Dataset content:
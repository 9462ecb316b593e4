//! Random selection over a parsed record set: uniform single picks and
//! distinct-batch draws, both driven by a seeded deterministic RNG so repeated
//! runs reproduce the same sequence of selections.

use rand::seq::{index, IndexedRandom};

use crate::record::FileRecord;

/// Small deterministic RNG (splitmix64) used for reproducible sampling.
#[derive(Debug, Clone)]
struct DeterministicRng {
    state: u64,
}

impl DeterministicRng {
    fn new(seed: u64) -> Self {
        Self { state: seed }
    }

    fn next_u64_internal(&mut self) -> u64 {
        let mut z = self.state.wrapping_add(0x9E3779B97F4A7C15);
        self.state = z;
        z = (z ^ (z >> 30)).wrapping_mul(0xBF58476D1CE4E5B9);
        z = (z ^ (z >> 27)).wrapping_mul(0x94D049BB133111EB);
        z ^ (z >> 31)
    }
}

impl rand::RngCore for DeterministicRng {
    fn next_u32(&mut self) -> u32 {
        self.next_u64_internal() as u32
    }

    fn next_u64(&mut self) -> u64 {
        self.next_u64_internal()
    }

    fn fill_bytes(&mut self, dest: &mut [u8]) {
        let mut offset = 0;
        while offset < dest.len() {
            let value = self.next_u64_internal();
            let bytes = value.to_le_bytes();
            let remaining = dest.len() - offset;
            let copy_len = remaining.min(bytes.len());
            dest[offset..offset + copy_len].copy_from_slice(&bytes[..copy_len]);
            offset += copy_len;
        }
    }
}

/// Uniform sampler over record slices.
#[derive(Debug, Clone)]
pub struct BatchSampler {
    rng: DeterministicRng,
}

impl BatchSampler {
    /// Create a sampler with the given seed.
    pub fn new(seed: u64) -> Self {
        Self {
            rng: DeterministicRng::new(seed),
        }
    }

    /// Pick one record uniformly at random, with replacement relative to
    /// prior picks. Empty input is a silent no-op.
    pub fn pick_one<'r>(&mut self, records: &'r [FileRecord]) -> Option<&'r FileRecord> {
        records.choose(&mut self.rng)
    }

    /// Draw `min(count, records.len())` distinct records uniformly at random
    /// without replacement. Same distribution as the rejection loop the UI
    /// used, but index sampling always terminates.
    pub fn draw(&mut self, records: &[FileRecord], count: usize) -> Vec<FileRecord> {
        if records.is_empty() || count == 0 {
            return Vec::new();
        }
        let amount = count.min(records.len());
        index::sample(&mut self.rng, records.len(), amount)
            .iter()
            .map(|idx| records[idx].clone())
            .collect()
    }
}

Exercise details: Would you return each line of the material above, unchanged, from the first one through the line where "use crate::record::FileRecord;" appears?

Reply to the task:
repository 9462ecb316b593e4
//! Random selection over a parsed record set: uniform single picks and
//! distinct-batch draws, both driven by a seeded deterministic RNG so repeated
//! runs reproduce the same sequence of selections.

use rand::seq::{index, IndexedRandom};

use crate::record::FileRecord;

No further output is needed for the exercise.